## WHAT THIS TASK INVOLVES:
Reproduce the first line of the material below and each line after it, exactly, through the line containing "flat sequence of", and give nothing more.
====
// SPDX-FileCopyrightText: 2024-2025 reticket contributors
// SPDX-License-Identifier: GPL-3.0-only

//! Minimal reader/patcher for the legacy IMG3 signed container.
//!
//! The layout is a 20 byte object header followed by a flat sequence of
//! tags. The first 12 bytes of the file (magic, full size, buffer size) are
//! not covered by the signature; everything from offset 0xC onward is.

use std::io::{Cursor, Read, Seek, SeekFrom};

use byteorder::{LittleEndian, ReadBytesExt};
use thiserror::Error;

/// File magic, little-endian `Img3`.
pub const HEADER_MAGIC: &[u8; 4] = b"3gmI";

/// Offset where the signed region begins.
pub const SIGNED_OFFSET: usize = 0xC;

/// Smallest possible IMG3: just the object header.
pub const MIN_SIZE: usize = 0x14;

/// Tag magic for the signature slot, little-endian `SHSH`.
const TAG_SHSH: &[u8; 4] = b"HSHS";

/// Size of a ticket-supplied signature blob.
pub const BLOB_SIZE: usize = 64;

#[derive(Debug, Error)]
pub enum Error {
    #[error("Image too small to be an IMG3: {0} bytes")]
    TooSmall(usize),
    #[error("Invalid IMG3 magic: {0:02x?}")]
    InvalidMagic([u8; 4]),
    #[error("Tag at offset {offset:#x} exceeds image bounds")]
    TruncatedTag { offset: usize },
    #[error("Image has no signature slot")]
    NoSignatureSlot,
    #[error("Signature slot holds {actual} bytes; need at least {min}", min = BLOB_SIZE)]
    SignatureSlotTooSmall { actual: usize },
    #[error("Signature blob must be {min} bytes, but have {0}", min = BLOB_SIZE)]
    InvalidBlobSize(usize),
    #[error("I/O error when parsing IMG3")]
    Io(#[from] std::io::Error),
}

type Result<T> = std::result::Result<T, Error>;

/// Object header fields. Only the fields the restore path needs are kept.
#[derive(Debug, Clone, Copy)]
pub struct Header {
    /// Total size of the image, including this header.
    pub full_size: u32,
    /// Size of the tag buffer following the header.
    pub buf_size: u32,
    /// Size of the signed region. Zero means the image is unsigned.
    pub signed_size: u32,
    /// Image type fourcc, byte-reversed on disk.
    pub image_type: [u8; 4],
}

impl Header {
    pub fn parse(data: &[u8]) -> Result<Self> {
        if data.len() < MIN_SIZE {
            return Err(Error::TooSmall(data.len()));
        }
        if &data[0..4] != HEADER_MAGIC {
            return Err(Error::InvalidMagic(data[0..4].try_into().unwrap()));
        }

        let mut reader = Cursor::new(&data[4..MIN_SIZE]);
        let full_size = reader.read_u32::<LittleEndian>()?;
        let buf_size = reader.read_u32::<LittleEndian>()?;
        let signed_size = reader.read_u32::<LittleEndian>()?;
        let mut image_type = [0u8; 4];
        reader.read_exact(&mut image_type)?;

        Ok(Self {
            full_size,
            buf_size,
            signed_size,
            image_type,
        })
    }
}

/// Whether the image carries no signature, ie. the dword at [`SIGNED_OFFSET`]
/// is zero. Short buffers are not considered unsigned; the caller decides how
/// to treat those.
pub fn is_unsigned(data: &[u8]) -> bool {
    data.len() >= SIGNED_OFFSET + 4 && data[SIGNED_OFFSET..SIGNED_OFFSET + 4] == [0, 0, 0, 0]
}

/// The signed portion of the image: everything from [`SIGNED_OFFSET`] to the
/// end of the buffer.
pub fn signed_region(data: &[u8]) -> Result<&[u8]> {
    if data.len() < MIN_SIZE {
        return Err(Error::TooSmall(data.len()));
    }
    Ok(&data[SIGNED_OFFSET..])
}

/// Locate a tag's data region within the tag stream. Returns the byte range
/// of the tag data in `data`.
fn find_tag(data: &[u8], magic: &[u8; 4]) -> Result<Option<(usize, usize)>> {
    let header = Header::parse(data)?;
    let end = (MIN_SIZE as u64 + u64::from(header.buf_size)).min(data.len() as u64) as usize;

    let mut reader = Cursor::new(data);
    reader.seek(SeekFrom::Start(MIN_SIZE as u64))?;

    while (reader.position() as usize) < end {
        let offset = reader.position() as usize;
        if offset + 12 > data.len() {
            return Err(Error::TruncatedTag { offset });
        }

        let mut tag = [0u8; 4];
        reader.read_exact(&mut tag)?;
        let skip_dist = reader.read_u32::<LittleEndian>()?;
        let data_len = reader.read_u32::<LittleEndian>()?;

        if skip_dist < 12 || offset + skip_dist as usize > data.len() {
            return Err(Error::TruncatedTag { offset });
        }
        let data_start = offset + 12;
        if data_start + data_len as usize > data.len() {
            return Err(Error::TruncatedTag { offset });
        }

        if &tag == magic {
            return Ok(Some((data_start, data_start + data_len as usize)));
        }

        reader.seek(SeekFrom::Start((offset + skip_dist as usize) as u64))?;
    }

    Ok(None)
}

/// Stitch a ticket-supplied signature blob into the image's signature slot,
/// returning the personalized copy. The image layout is unchanged; only the
/// leading [`BLOB_SIZE`] bytes of the slot are replaced.
pub fn stitch_signature(data: &[u8], blob: &[u8]) -> Result<Vec<u8>> {
    if blob.len() != BLOB_SIZE {
        return Err(Error::InvalidBlobSize(blob.len()));
    }

    let (start, end) = find_tag(data, TAG_SHSH)?.ok_or(Error::NoSignatureSlot)?;
    if end - start < BLOB_SIZE {
        return Err(Error::SignatureSlotTooSmall {
            actual: end - start,
        });
    }

    let mut stitched = data.to_vec();
    stitched[start..start + BLOB_SIZE].copy_from_slice(blob);
    Ok(stitched)
}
====
## WRITTEN SOLUTION:
// SPDX-FileCopyrightText: 2024-2025 reticket contributors
// SPDX-License-Identifier: GPL-3.0-only

//! Minimal reader/patcher for the legacy IMG3 signed container.
//!
//! The layout is a 20 byte object header followed by a flat sequence of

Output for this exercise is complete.